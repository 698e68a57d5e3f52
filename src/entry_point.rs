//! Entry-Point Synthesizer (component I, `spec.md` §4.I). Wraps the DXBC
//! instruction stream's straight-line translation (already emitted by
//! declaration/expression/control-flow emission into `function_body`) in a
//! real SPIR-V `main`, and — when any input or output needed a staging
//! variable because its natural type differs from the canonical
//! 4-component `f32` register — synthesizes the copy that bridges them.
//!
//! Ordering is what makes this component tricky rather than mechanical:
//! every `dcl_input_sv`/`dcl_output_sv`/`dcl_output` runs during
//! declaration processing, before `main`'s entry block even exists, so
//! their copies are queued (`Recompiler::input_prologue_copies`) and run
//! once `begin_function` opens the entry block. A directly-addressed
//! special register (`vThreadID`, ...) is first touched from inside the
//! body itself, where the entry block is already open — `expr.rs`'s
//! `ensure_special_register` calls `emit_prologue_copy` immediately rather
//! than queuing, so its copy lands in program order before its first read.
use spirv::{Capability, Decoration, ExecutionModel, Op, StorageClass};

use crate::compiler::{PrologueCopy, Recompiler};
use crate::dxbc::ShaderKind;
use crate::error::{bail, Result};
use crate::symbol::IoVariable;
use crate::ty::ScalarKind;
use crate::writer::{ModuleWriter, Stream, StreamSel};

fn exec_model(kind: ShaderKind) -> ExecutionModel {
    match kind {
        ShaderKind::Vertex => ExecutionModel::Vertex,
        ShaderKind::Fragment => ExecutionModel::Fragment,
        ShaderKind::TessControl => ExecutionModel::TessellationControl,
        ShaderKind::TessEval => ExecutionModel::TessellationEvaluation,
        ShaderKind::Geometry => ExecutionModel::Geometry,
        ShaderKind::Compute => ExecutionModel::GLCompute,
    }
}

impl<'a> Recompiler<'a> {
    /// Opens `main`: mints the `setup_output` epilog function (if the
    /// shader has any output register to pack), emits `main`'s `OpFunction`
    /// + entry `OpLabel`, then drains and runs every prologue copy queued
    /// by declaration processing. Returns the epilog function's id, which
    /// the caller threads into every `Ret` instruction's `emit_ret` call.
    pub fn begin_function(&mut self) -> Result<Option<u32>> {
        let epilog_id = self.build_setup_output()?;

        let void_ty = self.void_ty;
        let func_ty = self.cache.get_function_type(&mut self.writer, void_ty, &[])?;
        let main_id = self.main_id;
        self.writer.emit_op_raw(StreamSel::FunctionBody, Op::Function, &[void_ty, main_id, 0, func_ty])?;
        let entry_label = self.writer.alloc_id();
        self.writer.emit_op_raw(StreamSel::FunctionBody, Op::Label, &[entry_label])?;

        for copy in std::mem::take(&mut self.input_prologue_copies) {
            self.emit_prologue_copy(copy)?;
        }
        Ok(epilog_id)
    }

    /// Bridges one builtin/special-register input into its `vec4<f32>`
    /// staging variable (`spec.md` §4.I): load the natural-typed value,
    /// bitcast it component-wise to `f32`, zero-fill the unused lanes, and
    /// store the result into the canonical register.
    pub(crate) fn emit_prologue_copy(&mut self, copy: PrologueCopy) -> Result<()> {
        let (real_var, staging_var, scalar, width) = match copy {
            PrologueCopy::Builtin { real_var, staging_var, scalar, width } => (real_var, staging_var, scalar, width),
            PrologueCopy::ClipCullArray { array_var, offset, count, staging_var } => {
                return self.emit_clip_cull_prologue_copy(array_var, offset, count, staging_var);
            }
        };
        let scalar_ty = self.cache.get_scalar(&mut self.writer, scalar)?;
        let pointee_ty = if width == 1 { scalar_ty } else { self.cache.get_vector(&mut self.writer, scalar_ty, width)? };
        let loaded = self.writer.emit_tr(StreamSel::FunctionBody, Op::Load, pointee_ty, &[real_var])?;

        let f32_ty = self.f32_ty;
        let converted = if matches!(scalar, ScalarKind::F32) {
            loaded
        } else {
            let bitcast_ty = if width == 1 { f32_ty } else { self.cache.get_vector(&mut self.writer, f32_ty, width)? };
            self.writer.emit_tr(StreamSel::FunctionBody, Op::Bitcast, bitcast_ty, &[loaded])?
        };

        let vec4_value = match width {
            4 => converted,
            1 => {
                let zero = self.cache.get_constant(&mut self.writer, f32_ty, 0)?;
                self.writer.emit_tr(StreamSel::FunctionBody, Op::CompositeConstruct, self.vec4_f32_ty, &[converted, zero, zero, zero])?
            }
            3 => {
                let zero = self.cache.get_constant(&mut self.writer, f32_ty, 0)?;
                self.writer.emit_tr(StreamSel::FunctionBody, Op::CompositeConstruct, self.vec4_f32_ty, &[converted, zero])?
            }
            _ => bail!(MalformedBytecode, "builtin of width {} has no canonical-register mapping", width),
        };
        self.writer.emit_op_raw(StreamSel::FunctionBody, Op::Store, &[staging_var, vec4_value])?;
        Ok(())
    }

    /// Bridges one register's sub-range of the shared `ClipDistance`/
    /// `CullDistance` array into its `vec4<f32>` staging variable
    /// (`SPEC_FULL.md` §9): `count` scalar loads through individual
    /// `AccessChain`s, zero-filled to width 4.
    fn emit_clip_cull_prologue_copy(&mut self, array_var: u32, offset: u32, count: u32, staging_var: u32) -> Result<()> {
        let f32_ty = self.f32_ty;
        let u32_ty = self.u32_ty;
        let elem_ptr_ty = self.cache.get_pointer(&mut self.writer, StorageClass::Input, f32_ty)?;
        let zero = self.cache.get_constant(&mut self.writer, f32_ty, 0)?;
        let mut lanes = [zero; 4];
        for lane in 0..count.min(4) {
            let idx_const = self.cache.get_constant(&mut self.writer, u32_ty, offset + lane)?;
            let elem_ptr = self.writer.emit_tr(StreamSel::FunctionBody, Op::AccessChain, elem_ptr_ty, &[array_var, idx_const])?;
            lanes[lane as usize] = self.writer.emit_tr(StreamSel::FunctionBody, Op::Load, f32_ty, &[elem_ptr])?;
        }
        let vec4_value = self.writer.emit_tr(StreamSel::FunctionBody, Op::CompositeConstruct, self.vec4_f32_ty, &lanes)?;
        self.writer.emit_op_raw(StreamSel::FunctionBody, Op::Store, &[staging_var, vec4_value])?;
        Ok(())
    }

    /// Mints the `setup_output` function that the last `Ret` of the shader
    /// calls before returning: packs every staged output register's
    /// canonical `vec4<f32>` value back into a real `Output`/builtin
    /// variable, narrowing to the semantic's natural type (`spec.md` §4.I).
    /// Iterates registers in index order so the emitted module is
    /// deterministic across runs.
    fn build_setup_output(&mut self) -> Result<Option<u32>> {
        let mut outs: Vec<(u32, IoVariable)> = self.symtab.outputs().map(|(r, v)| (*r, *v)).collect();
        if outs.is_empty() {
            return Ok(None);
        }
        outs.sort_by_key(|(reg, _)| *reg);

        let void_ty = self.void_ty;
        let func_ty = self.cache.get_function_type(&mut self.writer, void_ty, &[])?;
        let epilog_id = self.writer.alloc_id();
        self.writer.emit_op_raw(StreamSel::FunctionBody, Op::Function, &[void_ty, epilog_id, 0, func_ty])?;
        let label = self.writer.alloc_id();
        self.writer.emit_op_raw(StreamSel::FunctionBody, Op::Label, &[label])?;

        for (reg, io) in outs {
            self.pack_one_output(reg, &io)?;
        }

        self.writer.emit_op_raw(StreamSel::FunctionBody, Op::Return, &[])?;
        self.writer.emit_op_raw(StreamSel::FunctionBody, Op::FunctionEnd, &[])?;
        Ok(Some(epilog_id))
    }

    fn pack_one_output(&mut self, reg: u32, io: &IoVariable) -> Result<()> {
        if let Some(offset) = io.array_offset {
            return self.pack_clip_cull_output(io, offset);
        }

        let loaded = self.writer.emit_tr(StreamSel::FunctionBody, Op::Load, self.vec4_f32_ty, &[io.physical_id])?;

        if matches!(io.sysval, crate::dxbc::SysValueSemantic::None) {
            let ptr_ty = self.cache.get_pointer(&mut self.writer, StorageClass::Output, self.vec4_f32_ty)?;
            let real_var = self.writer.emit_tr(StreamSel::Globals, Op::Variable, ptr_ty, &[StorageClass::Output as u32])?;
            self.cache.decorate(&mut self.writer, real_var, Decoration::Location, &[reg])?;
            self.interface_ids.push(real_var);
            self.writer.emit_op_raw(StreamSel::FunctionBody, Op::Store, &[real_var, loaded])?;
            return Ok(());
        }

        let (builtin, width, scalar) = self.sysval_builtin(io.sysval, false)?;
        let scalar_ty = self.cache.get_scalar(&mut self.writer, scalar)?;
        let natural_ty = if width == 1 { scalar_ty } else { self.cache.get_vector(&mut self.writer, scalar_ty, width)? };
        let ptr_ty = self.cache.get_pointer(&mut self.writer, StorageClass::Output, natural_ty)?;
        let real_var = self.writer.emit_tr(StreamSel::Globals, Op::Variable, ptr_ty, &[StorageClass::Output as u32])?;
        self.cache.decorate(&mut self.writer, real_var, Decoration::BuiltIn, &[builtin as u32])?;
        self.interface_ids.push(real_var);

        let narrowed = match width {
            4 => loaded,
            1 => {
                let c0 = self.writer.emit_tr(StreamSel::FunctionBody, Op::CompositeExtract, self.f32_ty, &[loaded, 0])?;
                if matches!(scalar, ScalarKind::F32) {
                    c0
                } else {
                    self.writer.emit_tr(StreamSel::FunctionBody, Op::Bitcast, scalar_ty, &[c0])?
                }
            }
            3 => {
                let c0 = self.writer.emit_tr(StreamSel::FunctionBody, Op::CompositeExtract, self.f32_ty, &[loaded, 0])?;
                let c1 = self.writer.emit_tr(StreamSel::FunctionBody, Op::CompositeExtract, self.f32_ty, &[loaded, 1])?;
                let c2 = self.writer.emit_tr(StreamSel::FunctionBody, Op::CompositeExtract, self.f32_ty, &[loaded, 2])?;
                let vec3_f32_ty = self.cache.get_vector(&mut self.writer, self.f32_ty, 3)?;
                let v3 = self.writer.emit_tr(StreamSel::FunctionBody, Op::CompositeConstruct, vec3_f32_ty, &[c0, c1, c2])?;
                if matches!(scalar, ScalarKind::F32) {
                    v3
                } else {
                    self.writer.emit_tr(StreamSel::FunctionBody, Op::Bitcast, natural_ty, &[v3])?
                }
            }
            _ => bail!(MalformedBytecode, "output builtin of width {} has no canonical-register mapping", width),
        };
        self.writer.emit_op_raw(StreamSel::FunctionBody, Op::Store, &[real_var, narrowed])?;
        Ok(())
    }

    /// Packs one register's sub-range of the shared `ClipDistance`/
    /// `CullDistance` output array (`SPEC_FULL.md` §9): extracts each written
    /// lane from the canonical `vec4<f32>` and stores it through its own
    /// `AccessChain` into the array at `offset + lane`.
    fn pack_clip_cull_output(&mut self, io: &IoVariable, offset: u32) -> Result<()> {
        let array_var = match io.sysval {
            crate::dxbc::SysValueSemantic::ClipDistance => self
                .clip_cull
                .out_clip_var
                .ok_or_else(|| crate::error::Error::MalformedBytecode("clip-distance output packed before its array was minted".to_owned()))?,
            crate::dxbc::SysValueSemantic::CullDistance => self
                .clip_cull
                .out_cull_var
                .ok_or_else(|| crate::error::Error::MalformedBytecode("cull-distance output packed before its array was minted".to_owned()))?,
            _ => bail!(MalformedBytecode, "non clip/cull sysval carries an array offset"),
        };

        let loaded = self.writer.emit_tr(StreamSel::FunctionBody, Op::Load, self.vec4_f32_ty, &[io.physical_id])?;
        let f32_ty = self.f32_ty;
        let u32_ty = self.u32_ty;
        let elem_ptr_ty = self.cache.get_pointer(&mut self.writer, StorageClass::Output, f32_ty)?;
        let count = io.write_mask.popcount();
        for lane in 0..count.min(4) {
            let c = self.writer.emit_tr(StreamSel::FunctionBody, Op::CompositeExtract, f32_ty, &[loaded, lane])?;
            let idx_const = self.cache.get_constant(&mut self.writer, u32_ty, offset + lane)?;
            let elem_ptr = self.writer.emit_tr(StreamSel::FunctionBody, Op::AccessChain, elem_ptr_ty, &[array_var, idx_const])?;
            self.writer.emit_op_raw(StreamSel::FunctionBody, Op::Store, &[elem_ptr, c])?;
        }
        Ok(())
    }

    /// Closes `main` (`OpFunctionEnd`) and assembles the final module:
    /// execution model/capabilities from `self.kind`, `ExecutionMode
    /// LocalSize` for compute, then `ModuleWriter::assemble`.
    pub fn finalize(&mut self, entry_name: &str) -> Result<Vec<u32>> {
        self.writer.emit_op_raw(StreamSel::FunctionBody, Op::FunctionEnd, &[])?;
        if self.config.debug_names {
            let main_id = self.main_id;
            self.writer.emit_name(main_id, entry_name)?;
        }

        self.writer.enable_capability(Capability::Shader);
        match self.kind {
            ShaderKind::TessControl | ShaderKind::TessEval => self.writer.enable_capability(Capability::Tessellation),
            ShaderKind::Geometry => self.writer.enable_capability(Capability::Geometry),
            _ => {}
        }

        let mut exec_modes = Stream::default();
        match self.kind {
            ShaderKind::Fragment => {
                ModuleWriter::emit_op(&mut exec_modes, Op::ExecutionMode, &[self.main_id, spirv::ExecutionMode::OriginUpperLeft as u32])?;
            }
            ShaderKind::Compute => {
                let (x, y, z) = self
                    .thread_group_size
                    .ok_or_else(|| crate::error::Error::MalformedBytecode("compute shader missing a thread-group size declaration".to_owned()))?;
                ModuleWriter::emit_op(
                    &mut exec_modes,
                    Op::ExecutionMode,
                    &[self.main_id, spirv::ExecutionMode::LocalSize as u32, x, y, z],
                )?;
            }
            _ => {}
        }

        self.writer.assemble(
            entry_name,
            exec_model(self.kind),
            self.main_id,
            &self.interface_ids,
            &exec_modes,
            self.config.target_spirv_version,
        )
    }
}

◆ **AIM OF THE EXERCISE**
Output each line of the listing in which the string "LocalSize" is found.

◆ **SOLVED PROBLEM**
    /// LocalSize` for compute, then `ModuleWriter::assemble`.
                    &[self.main_id, spirv::ExecutionMode::LocalSize as u32, x, y, z],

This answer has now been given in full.